Thanks to a blog that I frequent daily I found out about another similar site. www.galaxyzoo.org is soliciting assistance to analyze the thousands of new galaxies that are being discovered with Hubble and ground based telescopes. The difference here is that they need human assistance and not just computer time. There are many programs that can assist in classifying galaxies but there with the current technology there is still no substitute for the human eye. Go to the site and they will give you a quick training course to see how well you can identify the different types of galaxies. After the training they give you a short quiz. If you test high enough on the quiz you are qualified to start evaluating slides of actual galaxies that have only recently been discovered. I got a 14/15 on the test and Victoria scored a 12/15 so we both are now being astronomy geeks during the time that we would normally blow on Sudoku or Solitaire. I found that it was quite addicting and had to force myself to stop before it got too late last night.
I think what appeals to me most about this is the spirit of cooperation that permeates the process. Rather than having one, all powerful, super computer doing this work we have thousands of real people investing their own time and energy. I think that in the long run this is how most, if not all, of the worlds problems will be solved. It’s the small steps taken by individual people that add up to make large differences in the world.
If you’re interested please give it a shot. And hats of to Phil Plaite, the Bad Astronomer, for bringing this to my attention.
Sunday, July 15, 2007
We spent a lot of time waiting in line for one thing or another. Most of the time this wasn’t a problem for everybody. But occasionally there were people who felt that a line was only a suggestion and that they were too special to have to wait in any line. At one time I was waiting to turn left and I was passed on the left and the right at the same time by people who felt I was just being to polite to the oncoming traffic who, incidentally, had the right of way. This similar thing happened several time when for one reason or another a lane was closed and we were forced to merge left or right. Typically most of the people would merge and then the selfish one would seize the open lane and zip up to the front of the line and push their way in front of everybody who had patiently and obediently merged.
In sharp contrast to these events we had exactly the opposite happen in West Virginia. Appearantly the truckers on their CBs were able to tell that the lane was going to be forced to merge left about a mile before we actually saw the signs. The truckers merged left and most everybody else followed. Once we saw the signs everybody, without exception merged left and the traffic kept on moving at a very reasonable pace considering the lane closures. After the many other experiences I had during the last weks this renewed my faith in humanity.

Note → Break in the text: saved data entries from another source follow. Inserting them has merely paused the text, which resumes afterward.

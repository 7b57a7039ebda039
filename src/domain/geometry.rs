//! Geometric types for selection regions and canvas coordinates
//!
//! All logical coordinates use the interaction surface convention:
//! origin at the bottom-left corner, y increasing upward.

/// A point in logical coordinates
#[derive(Clone, Copy, Debug, Default, PartialEq)]
pub struct Point {
    pub x: f32,
    pub y: f32,
}

impl Point {
    pub const fn new(x: f32, y: f32) -> Self {
        Self { x, y }
    }

    /// Euclidean distance to another point
    pub fn distance(self, other: Point) -> f32 {
        let dx = other.x - self.x;
        let dy = other.y - self.y;
        (dx * dx + dy * dy).sqrt()
    }
}

/// Logical size of a surface or rectangle
#[derive(Clone, Copy, Debug, Default, PartialEq)]
pub struct Size {
    pub width: f32,
    pub height: f32,
}

impl Size {
    pub const fn new(width: f32, height: f32) -> Self {
        Self { width, height }
    }
}

/// Axis-aligned rectangle with an origin corner and a non-negative size
#[derive(Clone, Copy, Debug, Default, PartialEq)]
pub struct Rect {
    pub x: f32,
    pub y: f32,
    pub width: f32,
    pub height: f32,
}

impl Rect {
    pub const fn new(x: f32, y: f32, width: f32, height: f32) -> Self {
        Self {
            x,
            y,
            width,
            height,
        }
    }

    /// Smallest rectangle spanning two arbitrary corner points.
    ///
    /// Origin is the component-wise minimum, size the component-wise absolute
    /// difference, so all four drag directions normalize identically.
    pub fn spanning(a: Point, b: Point) -> Self {
        Self {
            x: a.x.min(b.x),
            y: a.y.min(b.y),
            width: (b.x - a.x).abs(),
            height: (b.y - a.y).abs(),
        }
    }

    /// Bounding box of a set of points, `None` when the set is empty
    pub fn bounding(points: impl IntoIterator<Item = Point>) -> Option<Self> {
        let mut points = points.into_iter();
        let first = points.next()?;
        let (mut min_x, mut min_y, mut max_x, mut max_y) = (first.x, first.y, first.x, first.y);
        for p in points {
            min_x = min_x.min(p.x);
            min_y = min_y.min(p.y);
            max_x = max_x.max(p.x);
            max_y = max_y.max(p.y);
        }
        Some(Self::new(min_x, min_y, max_x - min_x, max_y - min_y))
    }

    pub fn origin(&self) -> Point {
        Point::new(self.x, self.y)
    }

    pub fn size(&self) -> Size {
        Size::new(self.width, self.height)
    }

    pub fn min_x(&self) -> f32 {
        self.x
    }

    pub fn max_x(&self) -> f32 {
        self.x + self.width
    }

    pub fn min_y(&self) -> f32 {
        self.y
    }

    pub fn max_y(&self) -> f32 {
        self.y + self.height
    }

    pub fn mid_x(&self) -> f32 {
        self.x + self.width * 0.5
    }

    pub fn mid_y(&self) -> f32 {
        self.y + self.height * 0.5
    }

    /// Corner points: bottom-left, bottom-right, top-left, top-right
    pub fn corners(&self) -> [Point; 4] {
        [
            Point::new(self.min_x(), self.min_y()),
            Point::new(self.max_x(), self.min_y()),
            Point::new(self.min_x(), self.max_y()),
            Point::new(self.max_x(), self.max_y()),
        ]
    }

    /// Check if this rectangle contains a point (edges inclusive)
    pub fn contains(&self, p: Point) -> bool {
        p.x >= self.min_x() && p.x <= self.max_x() && p.y >= self.min_y() && p.y <= self.max_y()
    }

    /// Whether both sides strictly exceed `min`
    pub fn exceeds(&self, min: f32) -> bool {
        self.width > min && self.height > min
    }

    /// Re-express this rectangle in a top-left-origin frame of the given height.
    ///
    /// `y' = height - y - h`; applying it twice is the identity.
    pub fn flipped(&self, frame_height: f32) -> Self {
        Self::new(
            self.x,
            frame_height - self.y - self.height,
            self.width,
            self.height,
        )
    }
}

Immanuel Kant came up with what he called the Categorical Imperative. In full philosopher-speak it states ,"Act only according to that maxim whereby you can at the same time will that it become a universal law." In plain English this simply means that you should act the way we’d like everybody else to act. Unless you think it would be acceptable for everybody to act a certain way then that behavior is unethical and immoral. For instance, cutting in line: If everybody cut in line the whole concept of a line would disappear and there would be chaos. Even people who cut in line still would like most of the people to not cut in line. We witnessed this first hand many times while in traffic. If everybody lied then the whole concept of communication would break down. If everybody thought it was okay to steal the concept of property would disappear. According to Kant these behaviors are unethical since they would not want everybody else to behave that way.
I’ve had a little bit of success with my children in changing their behavior by referring to Kant’s imperative. When I would catch my kids misbehaving I would simply ask them something to the effect of, “What kind of a world do you think this would be if everybody did what you just did?”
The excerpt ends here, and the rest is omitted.